== Supplied records ==
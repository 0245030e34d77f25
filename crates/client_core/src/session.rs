//! Wires the protocol components together and routes control events through them.

use std::{
    sync::{Arc, Mutex},
    time::Duration,
};

use shared::domain::{ConfigKey, DeviceState};
use tokio::{
    sync::mpsc,
    time::{interval_at, Instant, Interval, MissedTickBehavior},
};
use tracing::{debug, info, warn};

use crate::{
    cache::StateCache,
    controls::{ControlEvent, ControlSurface, ErrorSignal},
    custom_status::CustomValueHandler,
    debounce::{TrailingDebouncer, WindowDebouncer, COLOR_WINDOW, CUSTOM_STATUS_DELAY},
    dispatcher::{CommandDispatcher, DispatchOutcome},
    error::Result,
    reconciler::Reconciler,
    remote::{DeviceTransport, RemoteClient},
    store::{StateReader, StateStore},
};

#[derive(Debug, Clone, PartialEq, Eq)]
pub struct SessionConfig {
    pub color_window: Duration,
    pub custom_status_delay: Duration,
    /// Periodic state refresh; `None` disables polling.
    pub poll_interval: Option<Duration>,
}

impl Default for SessionConfig {
    fn default() -> Self {
        Self {
            color_window: COLOR_WINDOW,
            custom_status_delay: CUSTOM_STATUS_DELAY,
            poll_interval: None,
        }
    }
}

pub struct Session {
    remote: RemoteClient,
    dispatcher: Arc<CommandDispatcher>,
    reconciler: Arc<Reconciler>,
    state: StateReader,
    surface: Arc<dyn ControlSurface>,
    cache: Arc<dyn StateCache>,
    errors: Arc<dyn ErrorSignal>,
    hostname: Mutex<Option<String>>,
    config: SessionConfig,
}

impl Session {
    pub fn new(
        transport: Arc<dyn DeviceTransport>,
        surface: Arc<dyn ControlSurface>,
        errors: Arc<dyn ErrorSignal>,
        cache: Arc<dyn StateCache>,
        config: SessionConfig,
    ) -> Arc<Self> {
        let remote = RemoteClient::new(transport, Arc::clone(&errors));
        let custom = Arc::new(CustomValueHandler::new(Arc::clone(&surface)));
        let (writer, state) = StateStore::new().split();
        let reconciler = Arc::new(Reconciler::new(
            writer,
            Arc::clone(&surface),
            Arc::clone(&custom),
        ));
        let dispatcher = Arc::new(CommandDispatcher::new(
            remote.clone(),
            Arc::clone(&reconciler),
            custom,
            Arc::clone(&cache),
            WindowDebouncer::new(config.color_window),
            TrailingDebouncer::new(config.custom_status_delay),
        ));

        Arc::new(Self {
            remote,
            dispatcher,
            reconciler,
            state,
            surface,
            cache,
            errors,
            hostname: Mutex::new(None),
            config,
        })
    }

    pub fn state(&self) -> DeviceState {
        self.state.snapshot()
    }

    pub fn dispatcher(&self) -> &Arc<CommandDispatcher> {
        &self.dispatcher
    }

    pub fn reconciler(&self) -> &Arc<Reconciler> {
        &self.reconciler
    }

    /// Paints cached values, then asks the device for its hostname and full state.
    pub async fn start(&self) -> Result<()> {
        if let Some(hostname) = self.cache.hostname() {
            self.show_hostname(&hostname);
        }
        if let Some(custom_status) = self.cache.custom_status() {
            self.surface.set_custom_status_text(&custom_status);
        }

        if let Err(error) = self.update_hostname().await {
            debug!(%error, "hostname lookup failed during startup");
        }
        self.refresh().await
    }

    /// Re-reads the full device state; on success the error signal is dismissed.
    pub async fn refresh(&self) -> Result<()> {
        let snapshot = self.remote.fetch_state().await?;
        self.reconciler.apply(&snapshot, true);
        self.errors.dismiss();
        Ok(())
    }

    pub async fn update_hostname(&self) -> Result<()> {
        let hostname = self.remote.fetch_hostname().await?;
        self.show_hostname(&hostname);
        Ok(())
    }

    fn show_hostname(&self, hostname: &str) {
        let Some(title) = title_for(hostname) else {
            return;
        };
        {
            let mut current = self
                .hostname
                .lock()
                .unwrap_or_else(|poisoned| poisoned.into_inner());
            if current.as_deref() == Some(hostname) {
                return;
            }
            *current = Some(hostname.to_string());
        }
        if let Err(error) = self.cache.store_hostname(hostname) {
            warn!(%error, "failed to cache hostname");
        }
        info!(hostname, "device hostname");
        self.surface.set_title(&title);
    }

    pub async fn handle_event(&self, event: ControlEvent) -> Result<DispatchOutcome> {
        match event {
            ControlEvent::OptionSelected { key, label } => {
                self.dispatcher.dispatch(key, &label).await
            }
            ControlEvent::BrightnessChanged(value) => {
                self.dispatcher
                    .dispatch(ConfigKey::Brightness, &value)
                    .await
            }
            ControlEvent::ColorChanged { color, picker_open } => {
                self.dispatcher.dispatch_color(color, picker_open).await
            }
            ControlEvent::CustomStatusEdited(text) => {
                self.dispatcher.edit_custom_status(&text);
                Ok(DispatchOutcome::Ignored)
            }
            ControlEvent::RefreshRequested => {
                self.refresh().await?;
                Ok(DispatchOutcome::Sent)
            }
        }
    }

    /// Event loop. Each event is handled on its own task so slow device responses never hold
    /// up further input. Returns once every event sender is gone.
    pub async fn run(self: Arc<Self>, mut events: mpsc::UnboundedReceiver<ControlEvent>) {
        let mut poll = self.config.poll_interval.map(|period| {
            let mut ticks = interval_at(Instant::now() + period, period);
            ticks.set_missed_tick_behavior(MissedTickBehavior::Skip);
            ticks
        });

        loop {
            tokio::select! {
                event = events.recv() => {
                    let Some(event) = event else {
                        break;
                    };
                    let session = Arc::clone(&self);
                    tokio::spawn(async move {
                        match session.handle_event(event).await {
                            Ok(outcome) => debug!(?outcome, "handled control event"),
                            Err(error) => debug!(%error, "control event failed"),
                        }
                    });
                }
                _ = next_tick(&mut poll) => {
                    let session = Arc::clone(&self);
                    tokio::spawn(async move {
                        if let Err(error) = session.poll().await {
                            debug!(%error, "state poll failed");
                        }
                    });
                }
            }
        }
    }

    /// Polling applies fresh state but leaves an active error for the user to dismiss by refreshing.
    async fn poll(&self) -> Result<()> {
        let snapshot = self.remote.fetch_state().await?;
        self.reconciler.apply(&snapshot, true);
        Ok(())
    }
}

async fn next_tick(poll: &mut Option<Interval>) {
    match poll {
        Some(ticks) => {
            ticks.tick().await;
        }
        None => std::future::pending::<()>().await,
    }
}

/// `"desk"` becomes `"Desk's Status Light"`.
pub fn title_for(hostname: &str) -> Option<String> {
    let mut chars = hostname.chars();
    let first = chars.next()?;
    Some(format!(
        "{}{}'s Status Light",
        first.to_uppercase(),
        chars.as_str()
    ))
}

#[cfg(test)]
#[path = "tests/session_tests.rs"]
mod tests;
===
The expected answer is a copy of each line above containing "full".

Task answer
    /// Paints cached values, then asks the device for its hostname and full state.
    /// Re-reads the full device state; on success the error signal is dismissed.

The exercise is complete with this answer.